** What this task involves **
Nothing but the lines from the start of the entries through the line containing "pub fn apply(&self, d: &BodyDeriv, dt: f64)" should appear in the answer, each given exactly.

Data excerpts
● ● ● ●
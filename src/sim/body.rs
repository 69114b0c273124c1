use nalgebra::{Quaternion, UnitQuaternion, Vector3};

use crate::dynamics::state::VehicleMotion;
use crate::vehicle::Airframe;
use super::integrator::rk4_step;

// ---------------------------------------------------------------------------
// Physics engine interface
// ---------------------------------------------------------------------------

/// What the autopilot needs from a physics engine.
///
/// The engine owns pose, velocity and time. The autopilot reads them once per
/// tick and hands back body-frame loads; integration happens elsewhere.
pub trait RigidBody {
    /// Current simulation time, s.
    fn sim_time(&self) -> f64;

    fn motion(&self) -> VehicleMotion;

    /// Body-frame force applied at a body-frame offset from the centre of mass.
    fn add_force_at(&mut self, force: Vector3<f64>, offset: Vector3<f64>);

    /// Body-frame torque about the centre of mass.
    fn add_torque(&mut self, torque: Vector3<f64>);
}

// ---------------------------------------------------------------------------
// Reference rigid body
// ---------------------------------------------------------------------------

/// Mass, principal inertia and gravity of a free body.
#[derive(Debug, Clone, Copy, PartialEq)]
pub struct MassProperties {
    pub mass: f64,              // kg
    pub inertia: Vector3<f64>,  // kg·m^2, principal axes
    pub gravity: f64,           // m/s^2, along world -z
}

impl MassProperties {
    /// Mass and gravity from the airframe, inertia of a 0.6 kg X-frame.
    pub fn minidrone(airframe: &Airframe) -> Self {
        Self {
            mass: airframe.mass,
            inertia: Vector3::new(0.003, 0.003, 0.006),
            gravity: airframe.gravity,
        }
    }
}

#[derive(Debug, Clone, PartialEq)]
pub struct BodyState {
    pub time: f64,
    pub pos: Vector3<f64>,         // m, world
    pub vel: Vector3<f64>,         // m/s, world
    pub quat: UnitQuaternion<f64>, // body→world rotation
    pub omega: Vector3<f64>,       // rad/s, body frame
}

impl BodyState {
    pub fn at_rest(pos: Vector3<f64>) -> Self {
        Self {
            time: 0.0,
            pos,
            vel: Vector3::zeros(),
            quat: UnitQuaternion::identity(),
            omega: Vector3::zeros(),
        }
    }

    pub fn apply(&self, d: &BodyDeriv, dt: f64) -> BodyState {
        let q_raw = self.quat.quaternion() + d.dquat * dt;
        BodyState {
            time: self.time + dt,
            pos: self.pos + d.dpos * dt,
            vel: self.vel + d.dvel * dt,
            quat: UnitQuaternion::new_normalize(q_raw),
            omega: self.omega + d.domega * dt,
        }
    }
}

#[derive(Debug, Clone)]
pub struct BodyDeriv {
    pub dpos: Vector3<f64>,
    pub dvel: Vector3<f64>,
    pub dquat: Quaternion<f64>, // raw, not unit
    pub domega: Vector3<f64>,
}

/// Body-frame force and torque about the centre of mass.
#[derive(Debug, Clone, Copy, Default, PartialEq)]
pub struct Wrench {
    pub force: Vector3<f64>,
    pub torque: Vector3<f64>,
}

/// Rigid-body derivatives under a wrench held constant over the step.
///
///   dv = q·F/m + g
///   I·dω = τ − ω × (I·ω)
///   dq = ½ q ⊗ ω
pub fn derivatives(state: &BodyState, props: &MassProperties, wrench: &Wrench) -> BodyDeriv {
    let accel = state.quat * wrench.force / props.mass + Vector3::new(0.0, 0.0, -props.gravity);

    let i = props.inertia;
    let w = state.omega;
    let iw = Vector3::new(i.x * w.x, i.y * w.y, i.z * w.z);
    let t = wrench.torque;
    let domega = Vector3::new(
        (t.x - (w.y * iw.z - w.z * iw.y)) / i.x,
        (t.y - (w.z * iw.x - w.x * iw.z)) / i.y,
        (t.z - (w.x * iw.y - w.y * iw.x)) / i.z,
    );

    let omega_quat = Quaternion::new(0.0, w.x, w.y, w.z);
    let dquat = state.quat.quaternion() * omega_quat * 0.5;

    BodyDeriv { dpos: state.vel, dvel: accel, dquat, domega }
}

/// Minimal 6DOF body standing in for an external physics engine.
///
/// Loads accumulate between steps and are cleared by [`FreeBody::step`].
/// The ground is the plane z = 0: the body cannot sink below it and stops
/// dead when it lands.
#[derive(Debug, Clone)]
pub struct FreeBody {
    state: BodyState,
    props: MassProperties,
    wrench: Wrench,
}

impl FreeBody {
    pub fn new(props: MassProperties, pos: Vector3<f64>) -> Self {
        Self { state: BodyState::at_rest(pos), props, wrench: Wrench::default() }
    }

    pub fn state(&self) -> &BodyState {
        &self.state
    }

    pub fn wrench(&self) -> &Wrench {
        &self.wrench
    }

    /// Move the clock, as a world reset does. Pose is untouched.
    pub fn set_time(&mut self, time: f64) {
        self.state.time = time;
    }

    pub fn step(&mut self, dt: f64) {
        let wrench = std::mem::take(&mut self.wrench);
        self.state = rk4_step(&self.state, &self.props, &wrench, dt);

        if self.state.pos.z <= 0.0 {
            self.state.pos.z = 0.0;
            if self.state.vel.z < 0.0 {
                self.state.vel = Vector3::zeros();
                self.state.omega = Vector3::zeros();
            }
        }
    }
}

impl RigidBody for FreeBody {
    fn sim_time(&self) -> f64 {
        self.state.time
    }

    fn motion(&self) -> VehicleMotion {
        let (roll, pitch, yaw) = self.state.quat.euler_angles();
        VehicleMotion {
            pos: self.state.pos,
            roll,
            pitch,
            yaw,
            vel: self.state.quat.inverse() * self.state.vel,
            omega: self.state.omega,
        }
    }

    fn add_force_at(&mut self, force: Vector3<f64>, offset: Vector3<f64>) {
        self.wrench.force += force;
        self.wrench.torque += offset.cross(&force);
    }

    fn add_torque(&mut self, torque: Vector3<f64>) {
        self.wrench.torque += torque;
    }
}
● ● ● ●
** Task result **
filename src/sim/body.rs
repository 69114b0c273124c1
use nalgebra::{Quaternion, UnitQuaternion, Vector3};

use crate::dynamics::state::VehicleMotion;
use crate::vehicle::Airframe;
use super::integrator::rk4_step;

// ---------------------------------------------------------------------------
// Physics engine interface
// ---------------------------------------------------------------------------

/// What the autopilot needs from a physics engine.
///
/// The engine owns pose, velocity and time. The autopilot reads them once per
/// tick and hands back body-frame loads; integration happens elsewhere.
pub trait RigidBody {
    /// Current simulation time, s.
    fn sim_time(&self) -> f64;

    fn motion(&self) -> VehicleMotion;

    /// Body-frame force applied at a body-frame offset from the centre of mass.
    fn add_force_at(&mut self, force: Vector3<f64>, offset: Vector3<f64>);

    /// Body-frame torque about the centre of mass.
    fn add_torque(&mut self, torque: Vector3<f64>);
}

// ---------------------------------------------------------------------------
// Reference rigid body
// ---------------------------------------------------------------------------

/// Mass, principal inertia and gravity of a free body.
#[derive(Debug, Clone, Copy, PartialEq)]
pub struct MassProperties {
    pub mass: f64,              // kg
    pub inertia: Vector3<f64>,  // kg·m^2, principal axes
    pub gravity: f64,           // m/s^2, along world -z
}

impl MassProperties {
    /// Mass and gravity from the airframe, inertia of a 0.6 kg X-frame.
    pub fn minidrone(airframe: &Airframe) -> Self {
        Self {
            mass: airframe.mass,
            inertia: Vector3::new(0.003, 0.003, 0.006),
            gravity: airframe.gravity,
        }
    }
}

#[derive(Debug, Clone, PartialEq)]
pub struct BodyState {
    pub time: f64,
    pub pos: Vector3<f64>,         // m, world
    pub vel: Vector3<f64>,         // m/s, world
    pub quat: UnitQuaternion<f64>, // body→world rotation
    pub omega: Vector3<f64>,       // rad/s, body frame
}

impl BodyState {
    pub fn at_rest(pos: Vector3<f64>) -> Self {
        Self {
            time: 0.0,
            pos,
            vel: Vector3::zeros(),
            quat: UnitQuaternion::identity(),
            omega: Vector3::zeros(),
        }
    }

    pub fn apply(&self, d: &BodyDeriv, dt: f64) -> BodyState {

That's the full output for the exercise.